• **Work required**:
Below are the lines to check; count those holding the string "RwLockWriteGuard" and give only the number.

===============

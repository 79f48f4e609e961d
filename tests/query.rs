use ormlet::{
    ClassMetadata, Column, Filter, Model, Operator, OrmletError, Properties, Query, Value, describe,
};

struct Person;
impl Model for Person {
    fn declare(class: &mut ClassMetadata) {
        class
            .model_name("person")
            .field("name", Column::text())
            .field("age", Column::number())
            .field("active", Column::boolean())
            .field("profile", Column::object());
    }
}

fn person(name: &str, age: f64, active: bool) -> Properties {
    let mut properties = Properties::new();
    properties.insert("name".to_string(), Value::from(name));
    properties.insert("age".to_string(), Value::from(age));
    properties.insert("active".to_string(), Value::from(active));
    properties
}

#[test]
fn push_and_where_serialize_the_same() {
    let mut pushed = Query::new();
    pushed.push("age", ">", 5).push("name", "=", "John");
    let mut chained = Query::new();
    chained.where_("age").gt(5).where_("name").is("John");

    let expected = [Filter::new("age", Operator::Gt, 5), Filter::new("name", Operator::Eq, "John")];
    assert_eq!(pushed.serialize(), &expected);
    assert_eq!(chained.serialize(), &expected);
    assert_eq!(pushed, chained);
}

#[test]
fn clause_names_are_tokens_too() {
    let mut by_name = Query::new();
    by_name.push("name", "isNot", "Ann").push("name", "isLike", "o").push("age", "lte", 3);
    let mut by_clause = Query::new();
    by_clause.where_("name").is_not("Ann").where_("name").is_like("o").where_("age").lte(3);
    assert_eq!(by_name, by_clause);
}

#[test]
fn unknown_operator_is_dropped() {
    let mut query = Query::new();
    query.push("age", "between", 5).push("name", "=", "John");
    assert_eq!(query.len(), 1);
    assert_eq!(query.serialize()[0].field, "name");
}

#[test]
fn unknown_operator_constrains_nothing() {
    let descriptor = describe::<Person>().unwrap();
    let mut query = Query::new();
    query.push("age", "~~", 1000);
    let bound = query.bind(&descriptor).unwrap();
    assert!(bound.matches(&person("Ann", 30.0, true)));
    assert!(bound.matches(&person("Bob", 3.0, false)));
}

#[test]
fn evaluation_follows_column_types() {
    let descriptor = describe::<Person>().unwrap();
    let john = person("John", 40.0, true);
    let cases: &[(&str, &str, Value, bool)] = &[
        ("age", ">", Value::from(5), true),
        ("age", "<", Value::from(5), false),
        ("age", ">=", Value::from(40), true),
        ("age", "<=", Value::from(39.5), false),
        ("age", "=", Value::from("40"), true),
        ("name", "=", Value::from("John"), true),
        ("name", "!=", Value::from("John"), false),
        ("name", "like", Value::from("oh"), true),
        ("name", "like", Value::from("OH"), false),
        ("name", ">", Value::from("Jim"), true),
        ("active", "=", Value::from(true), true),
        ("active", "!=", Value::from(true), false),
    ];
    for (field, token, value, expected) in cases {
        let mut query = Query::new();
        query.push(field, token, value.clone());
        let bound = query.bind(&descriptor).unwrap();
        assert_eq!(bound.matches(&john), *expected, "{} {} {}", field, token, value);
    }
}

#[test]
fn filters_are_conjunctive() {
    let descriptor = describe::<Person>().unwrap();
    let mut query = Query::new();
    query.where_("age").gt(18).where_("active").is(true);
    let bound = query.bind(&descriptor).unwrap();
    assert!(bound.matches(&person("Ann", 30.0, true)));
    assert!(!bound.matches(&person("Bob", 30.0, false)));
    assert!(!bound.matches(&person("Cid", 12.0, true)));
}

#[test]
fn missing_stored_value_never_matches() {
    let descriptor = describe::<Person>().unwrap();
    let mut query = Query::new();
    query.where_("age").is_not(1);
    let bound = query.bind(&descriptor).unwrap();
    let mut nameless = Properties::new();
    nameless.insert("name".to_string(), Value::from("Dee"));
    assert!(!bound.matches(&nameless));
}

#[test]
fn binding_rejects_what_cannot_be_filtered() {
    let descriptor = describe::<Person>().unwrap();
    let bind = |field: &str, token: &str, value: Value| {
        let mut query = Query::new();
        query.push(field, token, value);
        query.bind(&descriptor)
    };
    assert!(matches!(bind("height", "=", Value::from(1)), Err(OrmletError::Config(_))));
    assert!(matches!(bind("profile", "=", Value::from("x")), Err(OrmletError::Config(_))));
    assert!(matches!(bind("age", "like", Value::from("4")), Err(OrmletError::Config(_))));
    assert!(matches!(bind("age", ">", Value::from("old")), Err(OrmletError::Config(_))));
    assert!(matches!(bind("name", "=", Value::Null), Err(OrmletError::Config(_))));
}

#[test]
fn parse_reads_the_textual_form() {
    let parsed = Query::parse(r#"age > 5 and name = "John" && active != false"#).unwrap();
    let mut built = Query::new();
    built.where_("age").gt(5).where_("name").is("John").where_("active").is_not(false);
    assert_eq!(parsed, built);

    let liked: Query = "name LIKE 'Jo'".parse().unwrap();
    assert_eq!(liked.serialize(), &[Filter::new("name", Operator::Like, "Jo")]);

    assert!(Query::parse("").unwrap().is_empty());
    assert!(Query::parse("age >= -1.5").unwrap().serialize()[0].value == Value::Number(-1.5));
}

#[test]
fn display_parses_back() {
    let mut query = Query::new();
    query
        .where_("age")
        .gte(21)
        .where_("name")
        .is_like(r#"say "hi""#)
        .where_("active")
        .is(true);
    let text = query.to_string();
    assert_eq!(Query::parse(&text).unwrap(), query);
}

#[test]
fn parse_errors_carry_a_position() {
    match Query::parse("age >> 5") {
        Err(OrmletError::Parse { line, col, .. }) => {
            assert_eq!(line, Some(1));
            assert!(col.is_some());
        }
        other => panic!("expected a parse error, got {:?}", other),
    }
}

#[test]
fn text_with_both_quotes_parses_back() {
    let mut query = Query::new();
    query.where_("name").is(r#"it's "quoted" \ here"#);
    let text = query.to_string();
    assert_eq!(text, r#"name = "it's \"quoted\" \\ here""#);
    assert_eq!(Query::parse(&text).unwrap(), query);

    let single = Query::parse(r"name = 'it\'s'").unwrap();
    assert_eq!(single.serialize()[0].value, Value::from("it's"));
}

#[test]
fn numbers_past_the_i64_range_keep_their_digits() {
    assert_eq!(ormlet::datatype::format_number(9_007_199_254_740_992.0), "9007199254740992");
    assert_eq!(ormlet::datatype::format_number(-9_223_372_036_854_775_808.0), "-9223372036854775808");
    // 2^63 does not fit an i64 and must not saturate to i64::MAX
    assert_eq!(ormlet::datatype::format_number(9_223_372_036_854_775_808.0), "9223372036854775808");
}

===============

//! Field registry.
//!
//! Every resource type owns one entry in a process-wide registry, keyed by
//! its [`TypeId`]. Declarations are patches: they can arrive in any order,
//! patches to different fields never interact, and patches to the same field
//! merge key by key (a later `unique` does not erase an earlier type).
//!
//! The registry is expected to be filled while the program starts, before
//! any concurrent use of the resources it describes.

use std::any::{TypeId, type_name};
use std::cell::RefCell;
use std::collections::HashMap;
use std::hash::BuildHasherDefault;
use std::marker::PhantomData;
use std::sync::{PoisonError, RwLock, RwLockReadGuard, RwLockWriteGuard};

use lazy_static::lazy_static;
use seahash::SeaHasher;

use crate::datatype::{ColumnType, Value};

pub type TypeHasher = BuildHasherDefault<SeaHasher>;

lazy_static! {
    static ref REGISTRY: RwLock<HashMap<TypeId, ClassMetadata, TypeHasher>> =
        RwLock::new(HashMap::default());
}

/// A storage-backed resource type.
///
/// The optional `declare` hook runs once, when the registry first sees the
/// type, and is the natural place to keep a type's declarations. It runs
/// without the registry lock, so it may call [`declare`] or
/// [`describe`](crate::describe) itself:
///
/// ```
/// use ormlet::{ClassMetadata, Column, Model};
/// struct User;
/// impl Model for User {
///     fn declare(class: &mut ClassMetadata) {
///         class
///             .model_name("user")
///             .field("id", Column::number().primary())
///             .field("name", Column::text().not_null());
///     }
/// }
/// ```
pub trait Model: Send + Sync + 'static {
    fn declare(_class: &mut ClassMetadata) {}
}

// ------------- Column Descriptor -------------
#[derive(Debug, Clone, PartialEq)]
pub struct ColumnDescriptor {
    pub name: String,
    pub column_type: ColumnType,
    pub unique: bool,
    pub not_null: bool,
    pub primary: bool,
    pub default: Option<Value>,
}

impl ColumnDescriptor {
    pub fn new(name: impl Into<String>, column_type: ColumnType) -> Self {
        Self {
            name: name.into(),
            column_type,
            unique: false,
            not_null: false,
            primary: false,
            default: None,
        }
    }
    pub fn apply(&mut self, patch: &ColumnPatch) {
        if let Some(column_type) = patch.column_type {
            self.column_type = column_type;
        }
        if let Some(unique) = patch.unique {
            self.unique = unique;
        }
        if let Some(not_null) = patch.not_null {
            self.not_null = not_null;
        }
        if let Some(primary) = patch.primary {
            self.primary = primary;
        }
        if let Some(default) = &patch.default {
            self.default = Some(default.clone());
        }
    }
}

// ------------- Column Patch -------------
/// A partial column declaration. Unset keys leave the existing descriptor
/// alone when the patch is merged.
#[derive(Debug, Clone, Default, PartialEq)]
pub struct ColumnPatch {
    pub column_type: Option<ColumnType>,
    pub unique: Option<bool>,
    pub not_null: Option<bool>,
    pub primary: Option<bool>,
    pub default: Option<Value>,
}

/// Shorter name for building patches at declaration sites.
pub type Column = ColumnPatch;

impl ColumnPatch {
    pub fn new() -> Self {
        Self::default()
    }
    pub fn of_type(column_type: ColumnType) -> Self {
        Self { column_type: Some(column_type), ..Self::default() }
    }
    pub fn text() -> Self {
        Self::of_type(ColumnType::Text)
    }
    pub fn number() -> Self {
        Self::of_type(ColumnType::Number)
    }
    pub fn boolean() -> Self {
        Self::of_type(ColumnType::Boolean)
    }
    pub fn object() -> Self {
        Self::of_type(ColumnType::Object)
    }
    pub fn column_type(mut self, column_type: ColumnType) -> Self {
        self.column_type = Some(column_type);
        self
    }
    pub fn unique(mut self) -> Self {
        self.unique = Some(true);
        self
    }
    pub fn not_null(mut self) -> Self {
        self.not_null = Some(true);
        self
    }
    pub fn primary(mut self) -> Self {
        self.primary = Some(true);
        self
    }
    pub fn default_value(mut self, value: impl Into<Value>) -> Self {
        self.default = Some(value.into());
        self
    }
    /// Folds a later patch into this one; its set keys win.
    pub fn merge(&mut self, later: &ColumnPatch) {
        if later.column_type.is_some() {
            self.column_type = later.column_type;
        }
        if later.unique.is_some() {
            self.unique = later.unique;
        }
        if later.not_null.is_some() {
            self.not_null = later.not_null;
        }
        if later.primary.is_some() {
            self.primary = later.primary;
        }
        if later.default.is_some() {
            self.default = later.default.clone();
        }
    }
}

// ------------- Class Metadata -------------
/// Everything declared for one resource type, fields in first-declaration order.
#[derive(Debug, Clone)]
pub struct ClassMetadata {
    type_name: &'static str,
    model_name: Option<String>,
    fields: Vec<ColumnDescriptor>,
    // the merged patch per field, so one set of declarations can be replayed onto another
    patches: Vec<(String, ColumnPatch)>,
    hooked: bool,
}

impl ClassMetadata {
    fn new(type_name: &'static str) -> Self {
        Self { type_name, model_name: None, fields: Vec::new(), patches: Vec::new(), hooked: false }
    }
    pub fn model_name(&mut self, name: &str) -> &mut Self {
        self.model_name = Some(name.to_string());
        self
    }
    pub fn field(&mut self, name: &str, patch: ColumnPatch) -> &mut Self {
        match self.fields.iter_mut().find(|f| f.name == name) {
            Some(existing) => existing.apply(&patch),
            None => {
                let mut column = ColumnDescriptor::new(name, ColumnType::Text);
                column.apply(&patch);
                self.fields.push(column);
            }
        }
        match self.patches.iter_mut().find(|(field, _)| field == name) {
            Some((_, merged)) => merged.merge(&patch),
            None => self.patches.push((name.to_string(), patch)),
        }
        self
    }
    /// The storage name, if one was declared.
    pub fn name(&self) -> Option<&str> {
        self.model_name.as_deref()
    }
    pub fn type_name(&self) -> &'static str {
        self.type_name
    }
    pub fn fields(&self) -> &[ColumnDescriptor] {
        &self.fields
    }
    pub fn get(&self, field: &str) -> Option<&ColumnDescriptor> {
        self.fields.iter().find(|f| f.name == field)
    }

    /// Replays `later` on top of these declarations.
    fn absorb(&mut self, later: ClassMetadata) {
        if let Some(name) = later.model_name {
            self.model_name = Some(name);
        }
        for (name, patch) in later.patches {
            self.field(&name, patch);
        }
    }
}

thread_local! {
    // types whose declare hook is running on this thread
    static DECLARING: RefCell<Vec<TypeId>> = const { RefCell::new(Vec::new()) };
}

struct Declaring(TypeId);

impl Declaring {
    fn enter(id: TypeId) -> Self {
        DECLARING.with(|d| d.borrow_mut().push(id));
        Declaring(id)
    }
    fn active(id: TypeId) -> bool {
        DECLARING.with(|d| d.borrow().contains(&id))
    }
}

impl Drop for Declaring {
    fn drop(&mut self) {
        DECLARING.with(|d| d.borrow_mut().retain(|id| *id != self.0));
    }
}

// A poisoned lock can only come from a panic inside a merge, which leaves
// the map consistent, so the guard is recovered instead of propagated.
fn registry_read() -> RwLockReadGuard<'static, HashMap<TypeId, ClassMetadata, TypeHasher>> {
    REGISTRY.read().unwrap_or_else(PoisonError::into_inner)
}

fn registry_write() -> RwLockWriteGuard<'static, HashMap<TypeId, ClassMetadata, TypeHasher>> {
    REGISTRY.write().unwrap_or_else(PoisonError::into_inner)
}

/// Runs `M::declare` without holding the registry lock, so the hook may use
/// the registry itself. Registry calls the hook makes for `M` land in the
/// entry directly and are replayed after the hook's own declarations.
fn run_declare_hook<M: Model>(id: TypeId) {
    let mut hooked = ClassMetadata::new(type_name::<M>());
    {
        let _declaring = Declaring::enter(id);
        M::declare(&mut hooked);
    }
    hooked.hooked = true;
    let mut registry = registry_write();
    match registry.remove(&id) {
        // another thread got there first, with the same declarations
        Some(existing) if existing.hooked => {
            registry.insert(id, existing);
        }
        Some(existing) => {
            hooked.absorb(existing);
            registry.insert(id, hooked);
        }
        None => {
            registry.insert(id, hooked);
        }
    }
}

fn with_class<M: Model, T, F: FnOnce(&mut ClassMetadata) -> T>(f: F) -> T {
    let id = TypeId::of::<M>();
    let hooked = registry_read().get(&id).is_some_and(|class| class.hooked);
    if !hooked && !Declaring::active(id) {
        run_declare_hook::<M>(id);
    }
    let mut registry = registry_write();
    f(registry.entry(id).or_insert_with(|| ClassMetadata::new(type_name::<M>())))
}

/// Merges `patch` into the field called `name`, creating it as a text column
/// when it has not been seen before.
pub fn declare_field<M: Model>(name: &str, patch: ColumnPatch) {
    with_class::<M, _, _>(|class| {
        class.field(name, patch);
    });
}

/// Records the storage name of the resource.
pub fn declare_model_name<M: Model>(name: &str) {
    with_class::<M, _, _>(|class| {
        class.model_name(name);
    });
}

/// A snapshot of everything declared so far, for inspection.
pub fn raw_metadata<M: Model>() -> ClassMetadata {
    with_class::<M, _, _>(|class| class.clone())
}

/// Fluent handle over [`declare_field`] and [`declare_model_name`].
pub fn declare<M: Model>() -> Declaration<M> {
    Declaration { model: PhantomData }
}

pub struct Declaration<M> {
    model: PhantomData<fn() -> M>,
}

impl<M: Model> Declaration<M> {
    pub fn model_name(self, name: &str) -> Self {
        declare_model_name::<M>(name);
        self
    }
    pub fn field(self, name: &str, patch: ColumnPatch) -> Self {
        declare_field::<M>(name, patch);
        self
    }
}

===============

• **Your solution**:
2